• WHAT YOU HAVE TO DO
Go through the records and copy each line where the word "filename" occurs.

DATA FOR REVIEW START

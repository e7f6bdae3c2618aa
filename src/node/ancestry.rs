//! Upward traversal

use super::Node;

/// Iterator over a node's ancestors, nearest first
#[derive(Debug, Clone)]
pub struct Ancestors {
    next: Option<Node>,
}

impl Iterator for Ancestors {
    type Item = Node;

    fn next(&mut self) -> Option<Node> {
        let current = self.next.take()?;
        self.next = current.parent();
        Some(current)
    }
}

impl Node {
    /// The node currently holding this one in its children, if any
    pub fn parent(&self) -> Option<Self> {
        self.data().parent.upgrade().map(Self)
    }

    pub fn ancestors(&self) -> Ancestors {
        Ancestors {
            next: self.parent(),
        }
    }

    /// The topmost ancestor, or `self` when detached
    pub fn top(&self) -> Self {
        self.ancestors().last().unwrap_or_else(|| self.clone())
    }

    /// The `Document` at the top of this node's tree.
    ///
    /// Only the topmost node counts: a `Document` nested under an element is
    /// not a root document, and a tree topped by an element has none.
    pub fn root_document(&self) -> Option<Self> {
        let top = self.top();
        top.is_document().then_some(top)
    }

    pub fn depth(&self) -> usize {
        self.ancestors().count()
    }

    pub fn is_ancestor_of(&self, other: &Self) -> bool {
        other.ancestors().any(|ancestor| ancestor == *self)
    }

    /// Position among the parent's children
    pub fn index_in_parent(&self) -> Option<usize> {
        let parent = self.parent()?;
        let data = parent.data();
        data.children.as_ref()?.iter().position(|child| child == self)
    }

    /// Index path from the topmost ancestor down to this node, so that
    /// `node.top().node_at(&node.index_path())` is `node`
    pub fn index_path(&self) -> Vec<usize> {
        let mut path = Vec::with_capacity(self.depth());
        let mut current = self.clone();
        while let Some(index) = current.index_in_parent() {
            path.push(index);
            match current.parent() {
                Some(parent) => current = parent,
                None => break,
            }
        }
        path.reverse();
        path
    }
}
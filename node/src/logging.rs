//! Tracing setup for the node.
//!
//! Each subcommand has its own default filter. `RUST_LOG` replaces it
//! wholesale when set. Output goes to stderr; stdout is reserved for the
//! snapshot `simulate` prints.

use anyhow::{Context, Result};
use tracing_subscriber::{fmt, layer::SubscriberExt, util::SubscriberInitExt, EnvFilter};

/// Default filter for `run`: vault and pool activity at info, one span per
/// HTTP request.
pub const SERVE_FILTER: &str =
    "yieldvault_node=info,yieldvault=info,yieldvault_contracts=info,tower_http=debug";

/// Default filter for `simulate`. Rejected operations and unwinds are
/// expected there, so the vault only reports warnings.
pub const SIMULATE_FILTER: &str = "yieldvault_node=info,yieldvault=warn,yieldvault_contracts=warn";

/// Log output format.
#[derive(Debug, Clone, Copy, PartialEq, Eq, clap::ValueEnum)]
pub enum LogFormat {
    /// Human-readable lines with the emitting module.
    Pretty,
    /// One JSON object per event.
    Json,
}

/// `RUST_LOG` if it parses, `default_filter` otherwise.
fn filter(default_filter: &str) -> EnvFilter {
    EnvFilter::try_from_default_env().unwrap_or_else(|_| EnvFilter::new(default_filter))
}

/// Installs the global subscriber.
///
/// # Errors
///
/// Fails if a subscriber is already installed.
pub fn init_logging(default_filter: &str, format: LogFormat) -> Result<()> {
    let env_filter = filter(default_filter);
    let directives = env_filter.to_string();

    match format {
        LogFormat::Pretty => tracing_subscriber::registry()
            .with(env_filter)
            .with(fmt::layer().with_writer(std::io::stderr).with_target(true))
            .try_init(),
        LogFormat::Json => tracing_subscriber::registry()
            .with(env_filter)
            .with(
                fmt::layer()
                    .json()
                    .with_writer(std::io::stderr)
                    .with_target(true),
            )
            .try_init(),
    }
    .context("tracing subscriber already installed")?;

    tracing::debug!(?format, filter = %directives, "tracing ready");
    Ok(())
}

#[cfg(test)]
mod tests {
    use super::*;

    #[test]
    fn default_filters_parse() {
        for directives in [SERVE_FILTER, SIMULATE_FILTER] {
            assert!(EnvFilter::try_new(directives).is_ok(), "{directives}");
        }
    }

    #[test]
    fn simulate_keeps_the_vault_quiet() {
        assert!(SIMULATE_FILTER.contains("yieldvault=warn"));
        assert!(SERVE_FILTER.contains("yieldvault=info"));
    }
}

DATA FOR REVIEW END

• TASK ANSWER
filename src/node/ancestry.rs
filename node/src/logging.rs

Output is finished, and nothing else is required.